6月30日は夏越の祓(なごしのはらえ)という神事の日。夏越の祓とは、1年の半分である6月末日(晦日)に執り行われ、身心の罪や穢れを取り除き、祓い清める儀式です。
神社の参道に取り付けられた茅(ちがや)で作られた輪を何度も見かけたことがあったのですが、今回は近くの神社で茅の輪くぐりを初体験しました。夏越の祓の由来と意味も併せてご紹介します。
夏越の祓とは?
1.茅の輪とは?
茅の輪(ちのわ)とは、参道などの結界内に取り付けられた茅の草で編んだ直径数メートルの輪のことで、それをくぐることで1年の前半の心身を清めて災厄を祓い、無病息災を祈願するというものです。毎年6月30日の夏越の祓で行われる日本の風習として定着しています。
茅の輪くぐりの由来は日本神話のスサノオノミコトの御代に遡ります。
2.茅の輪の由来
茅の輪くぐりは備後国の蘇民将来(そみんしょうらい)という貧しいのにもかかわらず宿を探すスサノオノミコトをもてなしたという逸話が起源 でした。「備後国風土記」には、旅をしていた武塔天神(むとうてんじん)が、その里で一番裕福な 巨旦将来(たんしょうらい) に一晩の宿をお願いしたところ断られてしまいます。 巨旦将来に促され、命は蘇民将来を頼っていくと、快くもてなしてくれました。

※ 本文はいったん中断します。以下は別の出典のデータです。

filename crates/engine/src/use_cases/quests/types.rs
//! Result types returned by quest use cases.

use serde::Serialize;

use questkeep_domain::{LevelProgress, Quest, RewardItem};

/// Outcome of accepting a quest.
#[derive(Debug, Serialize)]
pub struct AcceptedQuest {
    pub quest: Quest,
    /// How many quests the player now has in progress
    pub in_progress_count: usize,
}

/// What the player was granted on completion.
#[derive(Debug, Serialize)]
pub struct RewardSummary {
    /// Experience granted by this quest (not the player's new total)
    pub experience: u64,
    pub level_up: bool,
    pub items: Vec<RewardItem>,
}

/// Outcome of completing a quest.
#[derive(Debug, Serialize)]
pub struct QuestCompletion {
    pub quest: Quest,
    pub reward: RewardSummary,
    /// Player leveling state after rewards were applied
    pub stats: LevelProgress,
}
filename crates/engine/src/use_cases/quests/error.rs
//! Quest operation errors.

use questkeep_domain::{DomainError, ItemId, PlayerId, QuestId};

use crate::infrastructure::ports::RepoError;

#[derive(Debug, thiserror::Error)]
pub enum QuestError {
    #[error("Quest not found: {0}")]
    QuestNotFound(QuestId),
    #[error("Player not found: {0}")]
    PlayerNotFound(PlayerId),
    /// A quest reward references an item the catalog does not hold.
    #[error("Reward item not found in catalog: {0}")]
    RewardItemNotFound(ItemId),
    #[error("Player already has this quest in progress or completed")]
    DuplicateAssignment,
    /// Ownership mismatch: the quest is assigned to someone else.
    #[error("Quest is not assigned to this player")]
    NotQuestOwner,
    #[error("Validation error: {0}")]
    Domain(#[from] DomainError),
    #[error("Repository error: {0}")]
    Repo(#[from] RepoError),
}
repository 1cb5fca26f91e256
//! Clock implementations.

use chrono::{DateTime, Utc};

use crate::infrastructure::ports::ClockPort;

/// System clock - uses real time.
pub struct SystemClock;

impl SystemClock {
    pub fn new() -> Self {
        Self
    }
}

impl Default for SystemClock {
    fn default() -> Self {
        Self::new()
    }
}

impl ClockPort for SystemClock {
    fn now(&self) -> DateTime<Utc> {
        Utc::now()
    }
}

/// Fixed clock for testing.
#[cfg(test)]
pub struct FixedClock(pub DateTime<Utc>);

#[cfg(test)]
impl ClockPort for FixedClock {
    fn now(&self) -> DateTime<Utc> {
        self.0
    }
}
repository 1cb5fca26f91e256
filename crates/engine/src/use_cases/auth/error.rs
//! Authentication errors.

use questkeep_domain::DomainError;

use crate::infrastructure::ports::{CredentialError, RepoError, TokenError};

#[derive(Debug, thiserror::Error)]
pub enum AuthError {
    #[error("Email already registered")]
    EmailTaken,
    /// Deliberately covers both unknown email and wrong password.
    #[error("Invalid email or password")]
    InvalidCredentials,
    #[error("Validation error: {0}")]
    Validation(#[from] DomainError),
    #[error(transparent)]
    Credential(#[from] CredentialError),
    #[error("Token error: {0}")]
    Token(#[from] TokenError),
    #[error("Repository error: {0}")]
    Repo(#[from] RepoError),
}
use std::fmt;

use serde::{Deserialize, Serialize};
use uuid::Uuid;

macro_rules! define_id {
    ($name:ident) => {
        #[derive(Debug, Clone, Copy, PartialEq, Eq, Hash, Serialize, Deserialize)]
        pub struct $name(Uuid);

        impl $name {
            pub fn new() -> Self {
                Self(Uuid::new_v4())
            }

            pub fn from_uuid(uuid: Uuid) -> Self {
                Self(uuid)
            }

            pub fn as_uuid(&self) -> &Uuid {
                &self.0
            }

            pub fn to_uuid(self) -> Uuid {
                self.0
            }
        }

        impl Default for $name {
            fn default() -> Self {
                Self::new()
            }
        }

        impl fmt::Display for $name {
            fn fmt(&self, f: &mut fmt::Formatter<'_>) -> fmt::Result {
                write!(f, "{}", self.0)
            }
        }

        impl std::str::FromStr for $name {
            type Err = uuid::Error;

            fn from_str(s: &str) -> Result<Self, Self::Err> {
                Ok(Self(Uuid::parse_str(s)?))
            }
        }

        impl From<Uuid> for $name {
            fn from(value: Uuid) -> Self {
                Self(value)
            }
        }

        impl From<$name> for Uuid {
            fn from(value: $name) -> Self {
                value.0
            }
        }
    };
}

// Core entity IDs
define_id!(ItemId);
define_id!(PlayerId);
define_id!(QuestId);

#[cfg(test)]
mod tests {
    use super::*;
    use std::str::FromStr;

    #[test]
    fn display_round_trips_through_from_str() {
        let id = QuestId::new();
        let parsed = QuestId::from_str(&id.to_string()).unwrap();
        assert_eq!(id, parsed);
    }

    #[test]
    fn invalid_uuid_rejected() {
        assert!(ItemId::from_str("not-a-uuid").is_err());
    }
}
//! Credential hashing and bearer token signing.

use argon2::{Argon2, PasswordHasher, PasswordVerifier};
use base64::engine::general_purpose::URL_SAFE_NO_PAD;
use base64::Engine;
use chrono::{DateTime, Duration, Utc};
use hmac::{Hmac, Mac};
use serde::{Deserialize, Serialize};
use sha2::Sha256;

use questkeep_domain::PlayerId;

use crate::infrastructure::ports::{
    CredentialError, PasswordHasherPort, TokenError, TokenPort,
};

type HmacSha256 = Hmac<Sha256>;

/// How long an issued token stays valid.
const TOKEN_TTL_DAYS: i64 = 7;

/// Argon2id password hasher with default parameters.
pub struct Argon2PasswordHasher;

impl Argon2PasswordHasher {
    pub fn new() -> Self {
        Self
    }
}

impl Default for Argon2PasswordHasher {
    fn default() -> Self {
        Self::new()
    }
}

impl PasswordHasherPort for Argon2PasswordHasher {
    fn hash(&self, password: &str) -> Result<String, CredentialError> {
        let salt = password_hash::SaltString::generate(&mut rand::thread_rng());
        let hash = Argon2::default()
            .hash_password(password.as_bytes(), &salt)
            .map_err(|e| CredentialError(format!("Password hash failure: {e}")))?;
        Ok(hash.to_string())
    }

    fn verify(&self, password: &str, hash: &str) -> Result<bool, CredentialError> {
        let parsed = password_hash::PasswordHash::new(hash)
            .map_err(|e| CredentialError(format!("Corrupt password hash: {e}")))?;
        Ok(Argon2::default()
            .verify_password(password.as_bytes(), &parsed)
            .is_ok())
    }
}

/// Signed claims carried inside a token.
#[derive(Debug, Serialize, Deserialize)]
struct Claims {
    player_id: PlayerId,
    /// Expiry as a unix timestamp in seconds
    exp: i64,
}

/// HMAC-SHA256 signed bearer tokens.
///
/// Wire form is `<base64url(claims json)>.<base64url(signature)>`.
pub struct HmacTokenService {
    secret: Vec<u8>,
}

impl HmacTokenService {
    pub fn new(secret: impl Into<Vec<u8>>) -> Self {
        Self {
            secret: secret.into(),
        }
    }

    fn sign(&self, payload: &[u8]) -> Result<Vec<u8>, TokenError> {
        let mut mac = HmacSha256::new_from_slice(&self.secret)
            .map_err(|_| TokenError::InvalidSignature)?;
        mac.update(payload);
        Ok(mac.finalize().into_bytes().to_vec())
    }
}

impl TokenPort for HmacTokenService {
    fn issue(&self, player_id: PlayerId, now: DateTime<Utc>) -> Result<String, TokenError> {
        let claims = Claims {
            player_id,
            exp: (now + Duration::days(TOKEN_TTL_DAYS)).timestamp(),
        };
        let payload = serde_json::to_vec(&claims).map_err(|_| TokenError::Malformed)?;
        let signature = self.sign(&payload)?;
        Ok(format!(
            "{}.{}",
            URL_SAFE_NO_PAD.encode(&payload),
            URL_SAFE_NO_PAD.encode(&signature)
        ))
    }

    fn verify(&self, token: &str, now: DateTime<Utc>) -> Result<PlayerId, TokenError> {
        let (payload_b64, signature_b64) =
            token.split_once('.').ok_or(TokenError::Malformed)?;
        let payload = URL_SAFE_NO_PAD
            .decode(payload_b64)
            .map_err(|_| TokenError::Malformed)?;
        let presented = URL_SAFE_NO_PAD
            .decode(signature_b64)
            .map_err(|_| TokenError::Malformed)?;

        let mut mac = HmacSha256::new_from_slice(&self.secret)
            .map_err(|_| TokenError::InvalidSignature)?;
        mac.update(&payload);
        mac.verify_slice(&presented)
            .map_err(|_| TokenError::InvalidSignature)?;

        let claims: Claims =
            serde_json::from_slice(&payload).map_err(|_| TokenError::Malformed)?;
        if claims.exp <= now.timestamp() {
            return Err(TokenError::Expired);
        }
        Ok(claims.player_id)
    }
}
//! Complete quest use case.
//!
//! Distributes rewards to the assigned player, records the completion,
//! then flips the quest to completed. The player is persisted before the
//! quest so a crash between the two writes leaves the quest in progress
//! rather than losing granted rewards.

use std::sync::Arc;

use questkeep_domain::{LevelProgress, PlayerId, QuestId, QuestStatus};

use crate::infrastructure::ports::{ClockPort, ItemRepo, PlayerRepo, QuestRepo};

use super::error::QuestError;
use super::types::{QuestCompletion, RewardSummary};

pub struct CompleteQuest {
    quests: Arc<dyn QuestRepo>,
    players: Arc<dyn PlayerRepo>,
    items: Arc<dyn ItemRepo>,
    clock: Arc<dyn ClockPort>,
}

impl CompleteQuest {
    pub fn new(
        quests: Arc<dyn QuestRepo>,
        players: Arc<dyn PlayerRepo>,
        items: Arc<dyn ItemRepo>,
        clock: Arc<dyn ClockPort>,
    ) -> Self {
        Self {
            quests,
            players,
            items,
            clock,
        }
    }

    pub async fn execute(
        &self,
        player_id: PlayerId,
        quest_id: QuestId,
    ) -> Result<QuestCompletion, QuestError> {
        let mut quest = self
            .quests
            .get(quest_id)
            .await?
            .ok_or(QuestError::QuestNotFound(quest_id))?;

        // Ownership check comes before the transition so a foreign caller
        // gets a 403-class error, not a transition error.
        if quest.status == QuestStatus::InProgress
            && quest.assigned_player != Some(player_id)
        {
            return Err(QuestError::NotQuestOwner);
        }

        let finisher = quest.complete()?;

        let mut player = self
            .players
            .get(finisher)
            .await?
            .ok_or(QuestError::PlayerNotFound(finisher))?;

        // Reward items must resolve against the catalog before the player
        // is mutated, so a stale reward never leaves a dangling inventory
        // reference.
        for entry in &quest.reward.items {
            if !self.items.exists(entry.item_id).await? {
                return Err(QuestError::RewardItemNotFound(entry.item_id));
            }
        }

        let gain = player.gain_experience(quest.reward.experience);
        for entry in &quest.reward.items {
            player.add_to_inventory(entry.item_id, entry.quantity)?;
        }

        let now = self.clock.now();
        player.record_quest_completion(quest_id, now);
        player.updated_at = now;
        self.players.save(&player).await?;

        quest.updated_at = now;
        self.quests.save(&quest).await?;

        tracing::info!(
            player_id = %finisher,
            quest_id = %quest_id,
            experience = quest.reward.experience,
            level_up = gain.leveled_up(),
            "Quest completed"
        );

        let reward = RewardSummary {
            experience: quest.reward.experience,
            level_up: gain.leveled_up(),
            items: quest.reward.items.clone(),
        };
        let stats = LevelProgress::for_player(player.level, player.experience);

        Ok(QuestCompletion {
            quest,
            reward,
            stats,
        })
    }
}

#[cfg(test)]
mod tests {
    use super::*;
    use crate::infrastructure::clock::FixedClock;
    use crate::infrastructure::ports::{MockItemRepo, MockPlayerRepo, MockQuestRepo};
    use chrono::Utc;
    use mockall::Sequence;
    use questkeep_domain::{
        DomainError, Email, ItemId, Player, PlayerName, Quest, QuestDescription, QuestReward,
        QuestTitle, RewardItem,
    };

    fn test_player() -> Player {
        Player::new(
            PlayerName::new("Aria").unwrap(),
            Email::new("aria@example.com").unwrap(),
            "hash".to_string(),
            Utc::now(),
        )
    }

    fn quest_with_reward(reward: QuestReward) -> Quest {
        Quest::new(
            QuestTitle::new("Slay the Marsh Wyrm").unwrap(),
            QuestDescription::new("A wyrm terrorizes the eastern marsh.").unwrap(),
            reward,
            Utc::now(),
        )
    }

    fn use_case(players: MockPlayerRepo, quests: MockQuestRepo, items: MockItemRepo) -> CompleteQuest {
        CompleteQuest::new(
            Arc::new(quests),
            Arc::new(players),
            Arc::new(items),
            Arc::new(FixedClock(Utc::now())),
        )
    }

    #[tokio::test]
    async fn when_available_quest_completed_returns_transition_error() {
        let quest = quest_with_reward(QuestReward::experience_only(100));
        let quest_id = quest.id;

        let mut quests = MockQuestRepo::new();
        quests.expect_get().returning(move |_| Ok(Some(quest.clone())));

        let result = use_case(MockPlayerRepo::new(), quests, MockItemRepo::new())
            .execute(PlayerId::new(), quest_id)
            .await;

        assert!(matches!(
            result,
            Err(QuestError::Domain(DomainError::InvalidTransition(_)))
        ));
    }

    #[tokio::test]
    async fn when_quest_owned_by_someone_else_returns_not_owner() {
        let owner = PlayerId::new();
        let mut quest = quest_with_reward(QuestReward::experience_only(100));
        quest.assign_to(owner).unwrap();
        let quest_id = quest.id;

        let mut quests = MockQuestRepo::new();
        quests.expect_get().returning(move |_| Ok(Some(quest.clone())));

        let result = use_case(MockPlayerRepo::new(), quests, MockItemRepo::new())
            .execute(PlayerId::new(), quest_id)
            .await;

        assert!(matches!(result, Err(QuestError::NotQuestOwner)));
    }

    #[tokio::test]
    async fn rewards_distributed_and_player_saved_before_quest() {
        let player = test_player();
        let player_id = player.id;
        let potion = ItemId::new();
        let mut quest = quest_with_reward(QuestReward {
            experience: 250,
            items: vec![RewardItem {
                item_id: potion,
                quantity: 2,
            }],
        });
        quest.assign_to(player_id).unwrap();
        let quest_id = quest.id;

        let mut seq = Sequence::new();

        let mut quests = MockQuestRepo::new();
        let quest_clone = quest.clone();
        quests
            .expect_get()
            .returning(move |_| Ok(Some(quest_clone.clone())));

        let mut players = MockPlayerRepo::new();
        let player_clone = player.clone();
        players
            .expect_get()
            .returning(move |_| Ok(Some(player_clone.clone())));
        players
            .expect_save()
            .once()
            .in_sequence(&mut seq)
            .withf(move |p| {
                p.level == 2
                    && p.experience == 50
                    && p.inventory_quantity(potion) == 2
                    && p.has_completed_quest(quest_id)
                    && !p.has_quest_in_progress(quest_id)
            })
            .returning(|_| Ok(()));
        quests
            .expect_save()
            .once()
            .in_sequence(&mut seq)
            .withf(|q| q.status == QuestStatus::Completed && q.assigned_player.is_none())
            .returning(|_| Ok(()));

        let mut items = MockItemRepo::new();
        items.expect_exists().returning(|_| Ok(true));

        let result = use_case(players, quests, items)
            .execute(player_id, quest_id)
            .await
            .unwrap();

        assert_eq!(result.quest.status, QuestStatus::Completed);
        assert_eq!(result.reward.experience, 250);
        assert!(result.reward.level_up);
        assert_eq!(result.reward.items.len(), 1);
        assert_eq!(result.stats.level, 2);
        assert_eq!(result.stats.experience, 50);
    }

    #[tokio::test]
    async fn when_assigned_player_missing_returns_player_not_found() {
        let owner = PlayerId::new();
        let mut quest = quest_with_reward(QuestReward::experience_only(10));
        quest.assign_to(owner).unwrap();
        let quest_id = quest.id;

        let mut quests = MockQuestRepo::new();
        quests.expect_get().returning(move |_| Ok(Some(quest.clone())));

        let mut players = MockPlayerRepo::new();
        players.expect_get().returning(|_| Ok(None));

        let result = use_case(players, quests, MockItemRepo::new())
            .execute(owner, quest_id)
            .await;

        assert!(matches!(result, Err(QuestError::PlayerNotFound(_))));
    }

    #[tokio::test]
    async fn when_reward_item_missing_from_catalog_rejects_without_saving() {
        let player = test_player();
        let player_id = player.id;
        let phantom = ItemId::new();
        let mut quest = quest_with_reward(QuestReward {
            experience: 100,
            items: vec![RewardItem {
                item_id: phantom,
                quantity: 1,
            }],
        });
        quest.assign_to(player_id).unwrap();
        let quest_id = quest.id;

        let mut quests = MockQuestRepo::new();
        quests.expect_get().returning(move |_| Ok(Some(quest.clone())));

        let mut players = MockPlayerRepo::new();
        players
            .expect_get()
            .returning(move |_| Ok(Some(player.clone())));

        let mut items = MockItemRepo::new();
        items.expect_exists().returning(|_| Ok(false));

        // No save expectations: neither repo may be written to.
        let result = use_case(players, quests, items)
            .execute(player_id, quest_id)
            .await;

        assert!(
            matches!(result, Err(QuestError::RewardItemNotFound(id)) if id == phantom)
        );
    }

    #[tokio::test]
    async fn zero_experience_reward_does_not_level_up() {
        let player = test_player();
        let player_id = player.id;
        let mut quest = quest_with_reward(QuestReward::experience_only(0));
        quest.assign_to(player_id).unwrap();
        let quest_id = quest.id;

        let mut quests = MockQuestRepo::new();
        let quest_clone = quest.clone();
        quests
            .expect_get()
            .returning(move |_| Ok(Some(quest_clone.clone())));
        quests.expect_save().returning(|_| Ok(()));

        let mut players = MockPlayerRepo::new();
        let player_clone = player.clone();
        players
            .expect_get()
            .returning(move |_| Ok(Some(player_clone.clone())));
        players.expect_save().returning(|_| Ok(()));

        let result = use_case(players, quests, MockItemRepo::new())
            .execute(player_id, quest_id)
            .await
            .unwrap();

        assert!(!result.reward.level_up);
        assert_eq!(result.stats.level, 1);
    }
}
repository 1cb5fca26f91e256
//! Quest entity - lifecycle state machine and reward definition
//!
//! States: `available` -> `in-progress` -> `completed` (terminal), with
//! `in-progress` -> `abandoned` (terminal). A quest holds an assigned
//! player if and only if it is in progress.

use chrono::{DateTime, Utc};
use serde::{Deserialize, Serialize};

use crate::error::DomainError;
use crate::ids::{ItemId, PlayerId, QuestId};
use crate::value_objects::{QuestDescription, QuestTitle};

/// One item entry in a quest reward
#[derive(Debug, Clone, Copy, PartialEq, Eq, Serialize, Deserialize)]
pub struct RewardItem {
    pub item_id: ItemId,
    pub quantity: u32,
}

/// What a quest grants on completion
#[derive(Debug, Clone, PartialEq, Eq, Serialize, Deserialize)]
pub struct QuestReward {
    pub experience: u64,
    #[serde(default)]
    pub items: Vec<RewardItem>,
}

impl QuestReward {
    pub fn experience_only(experience: u64) -> Self {
        Self {
            experience,
            items: Vec::new(),
        }
    }
}

/// Lifecycle status of a quest
#[derive(Debug, Clone, Copy, PartialEq, Eq, Hash, Serialize, Deserialize)]
#[serde(rename_all = "kebab-case")]
pub enum QuestStatus {
    Available,
    InProgress,
    Completed,
    Abandoned,
}

impl QuestStatus {
    /// True for states with no outgoing transitions.
    pub fn is_terminal(&self) -> bool {
        matches!(self, Self::Completed | Self::Abandoned)
    }
}

impl std::fmt::Display for QuestStatus {
    fn fmt(&self, f: &mut std::fmt::Formatter<'_>) -> std::fmt::Result {
        match self {
            Self::Available => write!(f, "available"),
            Self::InProgress => write!(f, "in-progress"),
            Self::Completed => write!(f, "completed"),
            Self::Abandoned => write!(f, "abandoned"),
        }
    }
}

impl std::str::FromStr for QuestStatus {
    type Err = DomainError;

    fn from_str(s: &str) -> Result<Self, Self::Err> {
        match s {
            "available" => Ok(Self::Available),
            "in-progress" => Ok(Self::InProgress),
            "completed" => Ok(Self::Completed),
            "abandoned" => Ok(Self::Abandoned),
            _ => Err(DomainError::parse(format!("Unknown quest status: {s}"))),
        }
    }
}

/// A quest players can take on
#[derive(Debug, Clone, PartialEq, Serialize, Deserialize)]
pub struct Quest {
    pub id: QuestId,
    pub title: QuestTitle,
    pub description: QuestDescription,
    pub status: QuestStatus,
    pub reward: QuestReward,
    /// Set if and only if status is `InProgress`
    pub assigned_player: Option<PlayerId>,
    pub created_at: DateTime<Utc>,
    pub updated_at: DateTime<Utc>,
}

impl Quest {
    /// Create a new quest in the `Available` state.
    pub fn new(
        title: QuestTitle,
        description: QuestDescription,
        reward: QuestReward,
        created_at: DateTime<Utc>,
    ) -> Self {
        Self {
            id: QuestId::new(),
            title,
            description,
            status: QuestStatus::Available,
            reward,
            assigned_player: None,
            created_at,
            updated_at: created_at,
        }
    }

    /// Assign the quest to a player, moving it to `InProgress`.
    ///
    /// # Errors
    ///
    /// Returns `DomainError::InvalidTransition` unless the quest is
    /// currently `Available`.
    pub fn assign_to(&mut self, player_id: PlayerId) -> Result<(), DomainError> {
        if self.status != QuestStatus::Available {
            return Err(DomainError::invalid_transition(format!(
                "Quest cannot be assigned while {}",
                self.status
            )));
        }
        self.status = QuestStatus::InProgress;
        self.assigned_player = Some(player_id);
        Ok(())
    }

    /// Mark the quest completed, returning the player who finished it.
    ///
    /// The assignment is cleared so the assigned-player field only ever
    /// holds a value while the quest is in progress.
    ///
    /// # Errors
    ///
    /// - `DomainError::InvalidTransition` unless the quest is `InProgress`
    /// - `DomainError::Validation` if no player is assigned
    pub fn complete(&mut self) -> Result<PlayerId, DomainError> {
        if self.status != QuestStatus::InProgress {
            return Err(DomainError::invalid_transition(format!(
                "Quest cannot be completed while {}",
                self.status
            )));
        }
        let Some(player_id) = self.assigned_player.take() else {
            return Err(DomainError::validation(
                "Quest is in progress but has no assigned player",
            ));
        };
        self.status = QuestStatus::Completed;
        Ok(player_id)
    }

    /// Abandon the quest, returning the player who was assigned.
    ///
    /// # Errors
    ///
    /// Returns `DomainError::InvalidTransition` unless the quest is
    /// `InProgress`.
    pub fn abandon(&mut self) -> Result<Option<PlayerId>, DomainError> {
        if self.status != QuestStatus::InProgress {
            return Err(DomainError::invalid_transition(format!(
                "Quest cannot be abandoned while {}",
                self.status
            )));
        }
        self.status = QuestStatus::Abandoned;
        Ok(self.assigned_player.take())
    }
}
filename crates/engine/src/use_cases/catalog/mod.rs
//! Item catalog queries.

pub mod queries;

pub use queries::{CatalogError, CatalogQueries};

use std::sync::Arc;

use crate::infrastructure::ports::ItemRepo;

pub struct CatalogUseCases {
    pub queries: CatalogQueries,
}

impl CatalogUseCases {
    pub fn new(items: Arc<dyn ItemRepo>) -> Self {
        Self {
            queries: CatalogQueries::new(items),
        }
    }
}
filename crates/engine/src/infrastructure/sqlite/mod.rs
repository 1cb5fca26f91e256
//! SQLite persistence adapters.
//!
//! One table per aggregate. Embedded collections (inventory, quest lists,
//! rewards) are stored as JSON text columns through serde_json; the typed
//! structs in the domain crate are the source of truth.

pub mod item_repo;
pub mod player_repo;
pub mod quest_repo;

pub use item_repo::SqliteItemRepo;
pub use player_repo::SqlitePlayerRepo;
pub use quest_repo::SqliteQuestRepo;

use std::sync::Arc;

use sqlx::sqlite::SqlitePoolOptions;
use sqlx::SqlitePool;

/// Container wiring all SQLite-backed repositories to one pool.
pub struct SqliteRepositories {
    pub pool: SqlitePool,
    pub items: Arc<SqliteItemRepo>,
    pub players: Arc<SqlitePlayerRepo>,
    pub quests: Arc<SqliteQuestRepo>,
}

impl SqliteRepositories {
    /// Open (or create) the database file and ensure the schema.
    pub async fn connect(path: &str) -> Result<Self, sqlx::Error> {
        let pool = SqlitePoolOptions::new()
            .connect(&format!("sqlite:{path}?mode=rwc"))
            .await?;
        ensure_schema(&pool).await?;
        Ok(Self::from_pool(pool))
    }

    /// In-memory database for tests. A single connection keeps every
    /// query on the same in-memory instance.
    pub async fn in_memory() -> Result<Self, sqlx::Error> {
        let pool = SqlitePoolOptions::new()
            .max_connections(1)
            .connect("sqlite::memory:")
            .await?;
        ensure_schema(&pool).await?;
        Ok(Self::from_pool(pool))
    }

    fn from_pool(pool: SqlitePool) -> Self {
        Self {
            items: Arc::new(SqliteItemRepo::new(pool.clone())),
            players: Arc::new(SqlitePlayerRepo::new(pool.clone())),
            quests: Arc::new(SqliteQuestRepo::new(pool.clone())),
            pool,
        }
    }
}

/// Create tables if they do not exist yet.
pub async fn ensure_schema(pool: &SqlitePool) -> Result<(), sqlx::Error> {
    sqlx::query(
        r#"
        CREATE TABLE IF NOT EXISTS items (
            id TEXT PRIMARY KEY,
            name TEXT NOT NULL,
            description TEXT NOT NULL,
            item_type TEXT NOT NULL,
            created_at TEXT NOT NULL
        )
        "#,
    )
    .execute(pool)
    .await?;

    sqlx::query(
        r#"
        CREATE TABLE IF NOT EXISTS players (
            id TEXT PRIMARY KEY,
            name TEXT NOT NULL,
            email TEXT NOT NULL UNIQUE,
            password_hash TEXT NOT NULL,
            level INTEGER NOT NULL,
            experience INTEGER NOT NULL,
            inventory TEXT NOT NULL,
            quests_in_progress TEXT NOT NULL,
            quests_completed TEXT NOT NULL,
            created_at TEXT NOT NULL,
            updated_at TEXT NOT NULL
        )
        "#,
    )
    .execute(pool)
    .await?;

    sqlx::query(
        r#"
        CREATE TABLE IF NOT EXISTS quests (
            id TEXT PRIMARY KEY,
            title TEXT NOT NULL,
            description TEXT NOT NULL,
            status TEXT NOT NULL,
            reward TEXT NOT NULL,
            assigned_player TEXT,
            created_at TEXT NOT NULL,
            updated_at TEXT NOT NULL
        )
        "#,
    )
    .execute(pool)
    .await?;

    Ok(())
}
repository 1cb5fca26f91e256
//! HTTP API surface.

pub mod auth;
pub mod http;

pub use auth::AuthPlayer;
pub use http::{routes, ApiError};
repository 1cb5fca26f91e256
//! Suggested reward computation for quest authoring tools.

use serde::{Deserialize, Serialize};

use crate::error::DomainError;

/// Suggested experience reward for a quest aimed at the given level.
#[derive(Debug, Clone, Copy, PartialEq, Eq, Serialize, Deserialize)]
pub struct RewardEstimate {
    pub level: u32,
    pub experience: u64,
}

/// Estimate a fair experience reward for a quest targeting `level`.
///
/// The curve is `50 * level^1.5`, rounded to the nearest integer, so
/// rewards grow faster than the linear leveling thresholds.
///
/// # Errors
///
/// Returns `DomainError::Validation` if `level` is zero.
pub fn estimate_reward(level: u32) -> Result<RewardEstimate, DomainError> {
    if level == 0 {
        return Err(DomainError::validation("Level must be at least 1"));
    }
    let experience = (50.0 * f64::from(level).powf(1.5)).round() as u64;
    Ok(RewardEstimate { level, experience })
}
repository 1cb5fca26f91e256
extern crate self as questkeep_domain;

pub mod entities;
pub mod error;
pub mod ids;
pub mod value_objects;

pub use entities::{
    CompletedQuest, InventoryEntry, Item, ItemType, Player, Quest, QuestReward, QuestStatus,
    RewardItem,
};

pub use error::DomainError;

pub use ids::{ItemId, PlayerId, QuestId};

pub use value_objects::{
    apply_experience, estimate_reward, exp_for_next_level, Email, ExperienceGain, ItemDescription,
    ItemName, LevelProgress, PlayerName, QuestDescription, QuestTitle, RemovalOutcome,
    RewardEstimate,
};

武塔天神は、じつは須佐雄能神(すさのおのかみ)であることを蘇民に明かし、疫病を逃れるために茅の輪を腰につけなさいと教えました。翌日、蘇民は里の家々を見て歩くと、どの家も疫病で倒れ、誰ひとり姿を見せませんでした。
「これはどうしたことだろう。我が家だけが助かったのか…。なんと有難いことよ」。身をもって命のお力に驚いた蘇民は、茅の輪のおかげで助かったことに心から感謝します。
江戸時代を迎える頃には、現在のように茅の輪は大きくなり、参道や鳥居などに取り付け、くぐり抜けるものになったといわれています。
3.茅の輪のくぐり方
茅の輪のくぐり方は、唱え言葉を唱えながら、8の字に3度くぐり抜けるのが一般的のようです。さっそく私もご近所の神社に行って、看板に記された通り挑戦してみました。その記されていたくぐり方をご紹介しておきますね。
🔷唱え歌を黙唱しつつ図のようにくぐります。
唱え言葉
水無月(みなずき)の夏越(なごし)の祓ひする人は千歳(ちとせ)の命延(いのちの)ぶというなり
- 正面にて一礼。 茅の輪 をくぐり左へ回ります。
- 正面に至り一礼。 茅の輪 をくぐり右へ回ります。
- 正面に至り一礼。もう一度くぐりそのまま社殿へ進み参拝。
手順通りに茅の輪をくぐることができましたが、唱え言葉が覚えられないので、正面に表記されているところに戻るたびに心の中で唱えていました。
ちなみに「水無月の夏越の祓ひする人は千歳の命延ぶといふなり」という唱え言葉は室町時代の『公事根源』からのものです。
興味深いのは、茅の輪くぐりの唱え言葉は、地域や各神社で異なるようなのです。神社ごとに異なるのは、ご祭神が違うからだそうです。 茅の輪くぐりの方法は、各神社で尋ねられるのがいいかもしれません。
茅の輪をくぐり、社殿で参拝した後の爽快感は最高でした。初めての体験でしたが、連綿と受け継がれているこの神事をひも解くことで、自分の国の歴史を少し知ることができてとても有意義でした。学校が教えてくれない日本の伝統文化がここにもあって少し淋しい気持ちにもなりました。
4.大祓とは?
6月30日の夏越の祓は、12月31日の年越の祓と対になる神事です。この2つのを合わせて「大祓(おおはらえ)」と呼びます。どちらも災厄を祓い清める儀式です。
大祓は昔から継承されてきた神事のひとつで、701年には宮中の年中行事として執り行われてきました。伊弉諾尊(いざなぎのみこと)の禊祓(みそぎはらい)を起源としています。
5.茅の輪くぐりのまとめ
夏越の祓は年越の祓とともに昔から執り行われてきた大切な神事でした。身心の穢れや罪や過ちを祓い清める儀式。残りの半年を有意義に過ごすために、お近くの神社の茅の輪をくぐってみてはいかがでしょうか。